Comparison with the Natural Sequence Record.
Bgl3 is a member of glycoside hydrolase family 1 (GH1), a large enzyme family accepting a broad range of glycosylated substrates (20, 21). The sequences within the GH1 family typically differ by hundreds of mutations, providing a diverse sampling of the sequence space explored by natural evolution. By contrast, our experimental sequence–function mapping densely samples the local space of sequences within a few mutations of Bgl3. Comparing the global versus local view of sequence space may provide insight into the evolutionary constraints imposed on members of the GH1 family.
To investigate how our results compare with the natural sequence record, we used a large GH1 multiple sequence alignment to calculate a relative entropy sequence conservation score (22, 23).

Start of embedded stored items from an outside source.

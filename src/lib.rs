//! PAMPAX: a semantic code-retrieval engine for LLM coding agents.
//!
//! The library is organized by spec component: `storage` persists every
//! entity, `chunker`/`ast`/`scan` turn a repo into chunks, `embedder`/
//! `reranker` are pluggable model providers, `intent`/`policy` decide how
//! to search, `retriever`/`graph` run the search, `token_model`/`assembler`
//! pack the result into a budget, and `interaction`/`health`/`metrics` are
//! the operational surface. `engine` wires all of it behind `PampaxEngine`,
//! the single type `main.rs`'s CLI talks to.

pub mod assembler;
pub mod ast;
pub mod chunker;
pub mod config;
pub mod embedder;
pub mod engine;
pub mod error;
pub mod fuzzy;
pub mod graph;
pub mod health;
pub mod indexer;
pub mod init;
pub mod intent;
pub mod interaction;
pub mod metrics;
pub mod policy;
pub mod reranker;
pub mod retriever;
pub mod scan;
pub mod storage;
pub mod token_model;
pub mod tokenizer;
pub mod types;

pub use engine::PampaxEngine;
pub use error::{PampaxError, Result};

Bgl3’s mutational tolerance shows a strong correspondence with the observed GH1 sequence conservation. Gene-scale patterns can be visualized by taking a moving average (five-site window) of the relative entropy and sequence conservation scores across sequence positions (Fig. 3A). The experimental mutational tolerance and GH1 conservation are strikingly similar, and their patterns tend to correspond with secondary structure elements. Overall, the experimental relative entropy and the sequence conservation score display a strong, statistically significant correlation (r = 0.59, P < 1E-45; Fig. 3B), suggesting that most sites important for Bgl3 function are also important throughout the GH1 family.
There are, however, unexpected and interesting exceptions to the correspondence between Bgl3’s mutational tolerance and GH1 sequence conservation. The most extreme is position 288, which is highly intolerant to mutation in Bgl3 (99th percentile for RE) but has little conservation in the GH1 alignment (11th percentile for sequence conservation). Targeted mutagenesis at this location again validates the sequence–function mapping results, confirming that Bgl3 can only tolerate 21% of all amino acid substitutions at position 288 (Fig. S4A). The fact that other GH1 members can accept most amino acids at position 288 suggests that Bgl3 evolution may be constrained by mutational epistasis at this site.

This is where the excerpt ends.